● Work order: Scan the entries below line by line and state how many lines contain the string "Deserialize", giving only the number.

──────────────────────────────

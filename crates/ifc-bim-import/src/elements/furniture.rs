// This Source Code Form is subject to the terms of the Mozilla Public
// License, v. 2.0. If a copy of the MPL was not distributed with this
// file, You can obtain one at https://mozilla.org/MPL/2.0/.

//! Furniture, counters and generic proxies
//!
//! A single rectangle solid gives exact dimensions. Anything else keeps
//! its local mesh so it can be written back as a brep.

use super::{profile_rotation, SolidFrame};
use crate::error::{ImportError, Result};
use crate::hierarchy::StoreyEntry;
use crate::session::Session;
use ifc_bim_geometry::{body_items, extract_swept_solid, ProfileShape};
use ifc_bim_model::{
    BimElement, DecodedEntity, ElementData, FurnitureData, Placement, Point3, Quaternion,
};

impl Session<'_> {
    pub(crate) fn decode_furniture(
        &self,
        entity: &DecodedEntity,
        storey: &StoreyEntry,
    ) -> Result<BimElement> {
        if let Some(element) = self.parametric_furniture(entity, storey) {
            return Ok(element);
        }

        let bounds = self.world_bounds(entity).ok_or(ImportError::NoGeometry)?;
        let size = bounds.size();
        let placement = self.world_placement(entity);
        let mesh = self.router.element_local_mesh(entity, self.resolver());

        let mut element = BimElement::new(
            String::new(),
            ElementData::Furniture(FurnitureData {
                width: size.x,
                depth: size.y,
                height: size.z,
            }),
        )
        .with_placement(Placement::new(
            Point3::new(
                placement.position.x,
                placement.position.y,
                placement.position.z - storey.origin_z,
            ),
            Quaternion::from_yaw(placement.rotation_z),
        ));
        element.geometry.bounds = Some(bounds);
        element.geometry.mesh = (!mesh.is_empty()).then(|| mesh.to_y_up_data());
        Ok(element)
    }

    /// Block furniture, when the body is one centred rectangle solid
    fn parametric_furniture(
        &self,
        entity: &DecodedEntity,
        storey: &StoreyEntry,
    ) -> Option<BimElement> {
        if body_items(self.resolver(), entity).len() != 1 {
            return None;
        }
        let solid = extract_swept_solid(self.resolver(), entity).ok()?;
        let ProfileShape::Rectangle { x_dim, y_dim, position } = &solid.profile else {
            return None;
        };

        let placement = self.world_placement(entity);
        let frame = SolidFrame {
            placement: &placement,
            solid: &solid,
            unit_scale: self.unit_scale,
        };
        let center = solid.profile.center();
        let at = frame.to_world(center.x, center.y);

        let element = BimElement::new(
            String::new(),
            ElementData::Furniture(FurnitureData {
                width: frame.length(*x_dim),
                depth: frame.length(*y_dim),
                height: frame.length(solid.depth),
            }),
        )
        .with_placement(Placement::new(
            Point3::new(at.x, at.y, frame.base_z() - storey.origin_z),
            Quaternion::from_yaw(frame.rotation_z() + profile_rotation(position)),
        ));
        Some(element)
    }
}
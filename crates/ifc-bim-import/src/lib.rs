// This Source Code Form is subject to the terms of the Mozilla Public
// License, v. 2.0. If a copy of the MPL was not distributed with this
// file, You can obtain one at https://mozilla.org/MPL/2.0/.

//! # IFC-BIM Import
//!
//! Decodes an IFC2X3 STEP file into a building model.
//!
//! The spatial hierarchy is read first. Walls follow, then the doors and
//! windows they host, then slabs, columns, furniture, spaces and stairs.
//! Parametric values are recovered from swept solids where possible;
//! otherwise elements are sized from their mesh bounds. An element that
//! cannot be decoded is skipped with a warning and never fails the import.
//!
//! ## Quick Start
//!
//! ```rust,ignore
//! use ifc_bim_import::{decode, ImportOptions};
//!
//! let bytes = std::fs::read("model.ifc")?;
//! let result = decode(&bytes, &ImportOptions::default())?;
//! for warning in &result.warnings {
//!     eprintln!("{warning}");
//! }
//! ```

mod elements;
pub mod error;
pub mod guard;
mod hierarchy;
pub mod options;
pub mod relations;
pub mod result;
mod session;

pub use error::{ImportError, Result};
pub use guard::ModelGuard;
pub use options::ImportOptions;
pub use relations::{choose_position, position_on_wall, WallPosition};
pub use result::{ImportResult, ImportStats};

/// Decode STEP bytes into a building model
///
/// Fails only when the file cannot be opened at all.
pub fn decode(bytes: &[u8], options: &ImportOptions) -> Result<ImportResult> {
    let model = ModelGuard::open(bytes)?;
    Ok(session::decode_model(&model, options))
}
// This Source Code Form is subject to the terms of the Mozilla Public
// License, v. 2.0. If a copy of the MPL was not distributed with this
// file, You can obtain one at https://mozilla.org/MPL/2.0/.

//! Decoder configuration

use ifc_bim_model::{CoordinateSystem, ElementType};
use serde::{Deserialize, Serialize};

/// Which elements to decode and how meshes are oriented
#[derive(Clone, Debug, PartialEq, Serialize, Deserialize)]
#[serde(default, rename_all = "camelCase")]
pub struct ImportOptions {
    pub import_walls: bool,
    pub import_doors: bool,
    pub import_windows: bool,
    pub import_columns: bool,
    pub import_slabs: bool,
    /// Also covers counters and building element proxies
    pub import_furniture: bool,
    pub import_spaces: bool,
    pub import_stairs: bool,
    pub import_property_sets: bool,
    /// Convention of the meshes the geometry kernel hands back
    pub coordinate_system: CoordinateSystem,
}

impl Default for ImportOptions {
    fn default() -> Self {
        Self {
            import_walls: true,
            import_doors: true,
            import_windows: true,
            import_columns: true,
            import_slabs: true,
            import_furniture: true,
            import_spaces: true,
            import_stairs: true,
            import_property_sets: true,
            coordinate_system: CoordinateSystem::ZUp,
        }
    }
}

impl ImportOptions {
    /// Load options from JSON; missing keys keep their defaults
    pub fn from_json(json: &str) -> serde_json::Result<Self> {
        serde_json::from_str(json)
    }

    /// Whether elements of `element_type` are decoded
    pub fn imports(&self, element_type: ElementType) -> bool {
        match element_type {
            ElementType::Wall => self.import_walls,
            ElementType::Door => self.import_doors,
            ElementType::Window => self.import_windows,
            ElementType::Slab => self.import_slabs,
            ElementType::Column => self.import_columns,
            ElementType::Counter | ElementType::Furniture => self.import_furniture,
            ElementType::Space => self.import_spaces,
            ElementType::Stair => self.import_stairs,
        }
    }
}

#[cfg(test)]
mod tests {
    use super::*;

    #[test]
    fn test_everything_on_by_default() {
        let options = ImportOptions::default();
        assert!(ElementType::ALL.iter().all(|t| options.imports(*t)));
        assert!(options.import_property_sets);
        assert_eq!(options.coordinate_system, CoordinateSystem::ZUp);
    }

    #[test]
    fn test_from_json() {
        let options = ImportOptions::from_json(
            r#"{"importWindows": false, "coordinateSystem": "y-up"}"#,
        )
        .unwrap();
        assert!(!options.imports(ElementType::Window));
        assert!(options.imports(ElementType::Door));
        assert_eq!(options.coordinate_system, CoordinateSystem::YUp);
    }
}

──────────────────────────────

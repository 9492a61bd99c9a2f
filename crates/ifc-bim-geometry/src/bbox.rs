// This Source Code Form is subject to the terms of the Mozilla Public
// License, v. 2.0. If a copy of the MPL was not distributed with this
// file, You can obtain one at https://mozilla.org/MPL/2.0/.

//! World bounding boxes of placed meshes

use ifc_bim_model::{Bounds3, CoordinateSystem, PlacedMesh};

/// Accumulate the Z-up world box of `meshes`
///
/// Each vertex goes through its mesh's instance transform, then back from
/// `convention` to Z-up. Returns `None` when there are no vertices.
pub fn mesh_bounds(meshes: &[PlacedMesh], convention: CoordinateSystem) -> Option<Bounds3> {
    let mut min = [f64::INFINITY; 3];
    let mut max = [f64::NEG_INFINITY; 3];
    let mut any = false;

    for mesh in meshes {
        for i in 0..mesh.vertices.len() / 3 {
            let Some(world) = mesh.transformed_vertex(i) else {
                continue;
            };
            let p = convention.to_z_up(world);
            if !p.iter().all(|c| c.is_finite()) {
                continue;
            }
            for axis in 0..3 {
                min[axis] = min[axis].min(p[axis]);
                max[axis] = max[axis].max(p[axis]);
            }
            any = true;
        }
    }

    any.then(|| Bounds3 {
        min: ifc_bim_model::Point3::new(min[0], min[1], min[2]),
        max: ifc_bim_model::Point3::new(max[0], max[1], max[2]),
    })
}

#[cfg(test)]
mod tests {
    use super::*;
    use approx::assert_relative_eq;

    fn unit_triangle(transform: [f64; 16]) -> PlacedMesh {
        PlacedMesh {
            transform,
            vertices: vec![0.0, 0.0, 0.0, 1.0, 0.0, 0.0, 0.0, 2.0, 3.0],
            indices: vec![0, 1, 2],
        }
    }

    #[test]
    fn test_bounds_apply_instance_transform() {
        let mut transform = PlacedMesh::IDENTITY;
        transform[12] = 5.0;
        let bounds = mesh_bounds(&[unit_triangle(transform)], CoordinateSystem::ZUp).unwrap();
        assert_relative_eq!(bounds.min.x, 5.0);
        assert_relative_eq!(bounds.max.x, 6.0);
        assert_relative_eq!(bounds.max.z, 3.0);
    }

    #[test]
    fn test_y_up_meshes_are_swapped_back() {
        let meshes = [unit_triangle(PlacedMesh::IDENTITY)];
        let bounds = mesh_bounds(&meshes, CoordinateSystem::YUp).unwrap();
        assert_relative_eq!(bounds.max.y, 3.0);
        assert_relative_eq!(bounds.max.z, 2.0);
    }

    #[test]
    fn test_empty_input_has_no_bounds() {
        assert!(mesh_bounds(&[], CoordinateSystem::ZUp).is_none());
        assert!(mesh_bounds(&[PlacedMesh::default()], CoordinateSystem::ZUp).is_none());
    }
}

──────────────────────────────

● Solution for this problem: 2